The 78-year-old spent June 10 to 17 in Virginia, renewing her ties with her brother and meeting his family.
“We’d chatted on the phone and did some text messaging — I felt like I knew her already,” Mrs Felder said. “The connection was already there when we met in person and when she saw the photos of her siblings she said, ‘I just knew in my heart this was it’.”
The obvious family resemblance helped. Mrs Stanley looks “a lot like” her late mother and sister, but whether it was enough to penetrate her father’s fog, Mrs Felder doesn’t know.
“I don’t think he has the capacity to fully comprehend the magnitude of [finding his sister],” she said. “Everything I know is going on memory, things he told me before he had his last stroke.
“My father never really understood [what happened]. All he knew is that she was taken away.
“He spent a lot of time with her when she was here. Some days he would remember her and the circumstances, other times she’d ask him who she was and he’d say he didn’t know.

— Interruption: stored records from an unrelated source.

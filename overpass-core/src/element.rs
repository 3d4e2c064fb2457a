//! Decoded map features and the polymorphic element decoder.
//!
//! Overpass responses carry a heterogeneous `elements` array discriminated
//! by a `type` field. Only nodes and ways are modelled; a `relation` record
//! fails decoding rather than misparsing, and that failure invalidates the
//! whole response.

use std::collections::HashMap;

use geo::Coord;
use log::warn;
use serde::de::{self, Deserializer};
use serde::Deserialize;
use thiserror::Error;

/// A point on the globe in WGS84 degrees.
#[derive(Debug, Clone, Copy, PartialEq, Deserialize)]
pub struct Location {
    /// Latitude in degrees.
    #[serde(rename = "lat")]
    pub latitude: f64,
    /// Longitude in degrees.
    #[serde(rename = "lon")]
    pub longitude: f64,
}

impl From<Location> for Coord<f64> {
    fn from(location: Location) -> Self {
        Coord {
            x: location.longitude,
            y: location.latitude,
        }
    }
}

impl From<Coord<f64>> for Location {
    fn from(coord: Coord<f64>) -> Self {
        Location {
            latitude: coord.y,
            longitude: coord.x,
        }
    }
}

/// A point feature with free-form key/value tags.
#[derive(Debug, Clone, PartialEq)]
pub struct Node {
    /// Unique identifier within a response.
    pub id: u64,
    /// Geographic position.
    pub location: Location,
    /// OpenStreetMap-style attribute tags.
    pub tags: HashMap<String, String>,
}

impl Node {
    /// Construct a node with the provided tags.
    pub fn new(id: u64, location: Location, tags: HashMap<String, String>) -> Self {
        Self { id, location, tags }
    }

    /// Construct a node without tags.
    pub fn with_empty_tags(id: u64, location: Location) -> Self {
        Self::new(id, location, HashMap::new())
    }
}

/// A line or polygon feature built from node references.
///
/// `node_ids` is the ordered reference sequence as sent by the service; it
/// may repeat ids (closed polygons do). The resolved [`nodes`](Way::nodes)
/// sequence stays empty until correlation runs against the response's node
/// pool.
#[derive(Debug, Clone, PartialEq)]
pub struct Way {
    /// Unique identifier within a response.
    pub id: u64,
    /// Ordered node references, duplicates included.
    pub node_ids: Vec<u64>,
    /// OpenStreetMap-style attribute tags.
    pub tags: HashMap<String, String>,
    nodes: Vec<Node>,
}

/// A node reference that the strict correlation mode could not resolve.
#[derive(Debug, Clone, Copy, PartialEq, Eq, Error)]
#[error("way {way} references node {node} which is not present in the response")]
pub struct UnresolvedNode {
    /// Identifier of the referencing way.
    pub way: u64,
    /// The node id that was not found.
    pub node: u64,
}

impl Way {
    /// Construct a way from its node-id sequence, with no resolved nodes.
    pub fn new(id: u64, node_ids: Vec<u64>, tags: HashMap<String, String>) -> Self {
        Self {
            id,
            node_ids,
            tags,
            nodes: Vec::new(),
        }
    }

    /// Construct a way directly from resolved nodes.
    ///
    /// The id sequence is derived from the nodes, so the way is already
    /// correlated.
    pub fn with_nodes(id: u64, nodes: Vec<Node>, tags: HashMap<String, String>) -> Self {
        Self {
            id,
            node_ids: nodes.iter().map(|node| node.id).collect(),
            tags,
            nodes,
        }
    }

    /// The resolved node sequence, in id-sequence order.
    pub fn nodes(&self) -> &[Node] {
        &self.nodes
    }

    /// Resolve node references against `pool`, skipping missing ids.
    ///
    /// Resolution order follows `node_ids`, not the pool; repeated ids
    /// resolve repeatedly. Ids absent from the pool are logged and skipped,
    /// so the resolved sequence may be shorter than the id sequence.
    pub fn resolve(&mut self, pool: &[Node]) {
        self.nodes.clear();
        for &id in &self.node_ids {
            if let Some(node) = pool.iter().find(|node| node.id == id) {
                self.nodes.push(node.clone());
            } else {
                warn!("way {} references missing node {id}", self.id);
            }
        }
    }

    /// Resolve node references against `pool`, failing on the first missing
    /// id.
    ///
    /// # Errors
    ///
    /// Returns [`UnresolvedNode`] naming the offending reference; the
    /// resolved sequence is left empty in that case.
    pub fn resolve_strict(&mut self, pool: &[Node]) -> Result<(), UnresolvedNode> {
        self.nodes.clear();
        for &id in &self.node_ids {
            let node = pool
                .iter()
                .find(|node| node.id == id)
                .ok_or(UnresolvedNode { way: self.id, node: id })?;
            self.nodes.push(node.clone());
        }
        Ok(())
    }
}

/// One record of the heterogeneous element stream.
#[derive(Debug, Clone, PartialEq)]
pub enum Element {
    /// A point feature.
    Node(Node),
    /// A line or polygon feature.
    Way(Way),
}

impl Element {
    /// The contained node, if this element is one.
    pub fn as_node(&self) -> Option<&Node> {
        match self {
            Element::Node(node) => Some(node),
            Element::Way(_) => None,
        }
    }

    /// The contained way, if this element is one.
    pub fn as_way(&self) -> Option<&Way> {
        match self {
            Element::Way(way) => Some(way),
            Element::Node(_) => None,
        }
    }
}

/// Field-level view of an element record before validation.
///
/// Tag values are typed as strings outright: a nested structure or number in
/// `tags` is a decode error, never silently stringified.
#[derive(Deserialize)]
struct RawElement {
    #[serde(rename = "type")]
    kind: String,
    id: u64,
    lat: Option<f64>,
    lon: Option<f64>,
    tags: Option<HashMap<String, String>>,
    nodes: Option<Vec<u64>>,
}

impl<'de> Deserialize<'de> for Element {
    fn deserialize<D>(deserializer: D) -> Result<Self, D::Error>
    where
        D: Deserializer<'de>,
    {
        let raw = RawElement::deserialize(deserializer)?;
        let tags = raw.tags.unwrap_or_default();
        match raw.kind.as_str() {
            "node" => {
                let latitude = raw.lat.ok_or_else(|| de::Error::missing_field("lat"))?;
                let longitude = raw.lon.ok_or_else(|| de::Error::missing_field("lon"))?;
                Ok(Element::Node(Node::new(
                    raw.id,
                    Location {
                        latitude,
                        longitude,
                    },
                    tags,
                )))
            }
            "way" => {
                let node_ids = raw.nodes.ok_or_else(|| de::Error::missing_field("nodes"))?;
                Ok(Element::Way(Way::new(raw.id, node_ids, tags)))
            }
            other => Err(de::Error::unknown_variant(other, &["node", "way"])),
        }
    }
}

#[cfg(test)]
mod tests {
    use super::*;
    use rstest::rstest;

    fn sample_tags() -> HashMap<String, String> {
        HashMap::from([
            ("a".to_owned(), "tag".to_owned()),
            ("other".to_owned(), "tag".to_owned()),
        ])
    }

    #[rstest]
    fn decodes_a_bare_location() {
        let location: Location =
            serde_json::from_str(r#"{"lat": 6.5, "lon": 7.5}"#).expect("should decode");
        assert_eq!(
            location,
            Location {
                latitude: 6.5,
                longitude: 7.5,
            },
        );
    }

    #[rstest]
    fn decodes_a_node_record() {
        let json = r#"{
            "type": "node",
            "id": 34,
            "lat": 7.125,
            "lon": 8.75,
            "tags": {"a": "tag", "other": "tag"}
        }"#;

        let element: Element = serde_json::from_str(json).expect("should decode");

        let expected = Node::new(
            34,
            Location {
                latitude: 7.125,
                longitude: 8.75,
            },
            sample_tags(),
        );
        assert_eq!(element, Element::Node(expected));
    }

    #[rstest]
    fn a_node_without_tags_gets_an_empty_map() {
        let json = r#"{"type": "node", "id": 34, "lat": 7.125, "lon": 8.75}"#;

        let element: Element = serde_json::from_str(json).expect("should decode");

        let node = element.as_node().expect("should be a node");
        assert!(node.tags.is_empty());
    }

    #[rstest]
    fn decodes_a_way_record() {
        let json = r#"{
            "type": "way",
            "id": 35,
            "tags": {"a": "tag", "other": "tag"},
            "nodes": [21, 22, 23, 24, 21]
        }"#;

        let element: Element = serde_json::from_str(json).expect("should decode");

        let way = element.as_way().expect("should be a way");
        assert_eq!(way.id, 35);
        assert_eq!(way.node_ids, vec![21, 22, 23, 24, 21]);
        assert_eq!(way.tags, sample_tags());
        assert!(way.nodes().is_empty());
    }

    #[rstest]
    #[case::missing_lat(r#"{"type": "node", "id": 1, "lon": 8.75}"#)]
    #[case::missing_lon(r#"{"type": "node", "id": 1, "lat": 7.125}"#)]
    #[case::missing_id(r#"{"type": "node", "lat": 7.125, "lon": 8.75}"#)]
    #[case::way_without_nodes(r#"{"type": "way", "id": 1}"#)]
    #[case::relation(r#"{"type": "relation", "id": 1, "members": []}"#)]
    #[case::nested_tag_value(
        r#"{"type": "node", "id": 1, "lat": 0.5, "lon": 0.5, "tags": {"a": {"b": "c"}}}"#
    )]
    #[case::numeric_tag_value(
        r#"{"type": "node", "id": 1, "lat": 0.5, "lon": 0.5, "tags": {"a": 7}}"#
    )]
    fn malformed_records_fail_to_decode(#[case] json: &str) {
        assert!(serde_json::from_str::<Element>(json).is_err());
    }

    #[rstest]
    fn resolve_follows_id_sequence_order() {
        let pool: Vec<Node> = [21, 20, 24, 22, 23]
            .into_iter()
            .map(|id| {
                Node::with_empty_tags(
                    id,
                    Location {
                        latitude: 0.0,
                        longitude: 0.0,
                    },
                )
            })
            .collect();
        let mut way = Way::new(35, vec![21, 22, 23, 24, 21], HashMap::new());

        way.resolve(&pool);

        let resolved: Vec<u64> = way.nodes().iter().map(|node| node.id).collect();
        assert_eq!(resolved, vec![21, 22, 23, 24, 21]);
    }

    #[rstest]
    fn resolve_skips_missing_ids() {
        let pool = vec![Node::with_empty_tags(
            21,
            Location {
                latitude: 0.0,
                longitude: 0.0,
            },
        )];
        let mut way = Way::new(35, vec![21, 22, 23, 24, 21], HashMap::new());

        way.resolve(&pool);

        let resolved: Vec<u64> = way.nodes().iter().map(|node| node.id).collect();
        assert_eq!(resolved, vec![21, 21]);
    }

    #[rstest]
    fn resolve_strict_fails_on_missing_ids() {
        let pool = vec![Node::with_empty_tags(
            21,
            Location {
                latitude: 0.0,
                longitude: 0.0,
            },
        )];
        let mut way = Way::new(35, vec![21, 22, 23], HashMap::new());

        let err = way.resolve_strict(&pool).expect_err("should fail");

        assert_eq!(err, UnresolvedNode { way: 35, node: 22 });
    }

    #[rstest]
    fn with_nodes_derives_the_id_sequence() {
        let nodes = vec![
            Node::with_empty_tags(
                1,
                Location {
                    latitude: 0.5,
                    longitude: 0.5,
                },
            ),
            Node::with_empty_tags(
                2,
                Location {
                    latitude: 0.25,
                    longitude: 0.25,
                },
            ),
        ];

        let way = Way::with_nodes(9, nodes.clone(), HashMap::new());

        assert_eq!(way.node_ids, vec![1, 2]);
        assert_eq!(way.nodes(), nodes.as_slice());
    }
}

“The last time I left the nursing home he said he wished he could dig up his brothers and mother so they could see her too. So, there is some connection.”
The goal now is to get Mrs Stanley and her four children to Bermuda.
“That’s what we’re trying to do,” said Mrs Felder, who visits the island frequently to spend time with family here. “We’re planning for that next year. I summoned the help of a distant cousin who was able to pull up the Portuguese Registry.
“We have a copy of that, but we don’t know if that’s considered an official record or not. Her greatest desire is to have something written that tells her who her biological mother is.
“We’re trying to find out the right angle to go so that can happen.
“My aunt’s father is unknown as his name was not listed on her birth registry. Perhaps Ancestry DNA will reveal this in time.
“She’s an American citizen now, which she had to do at 21 in order to stay there and get married, but to me, she’s Bermudian.”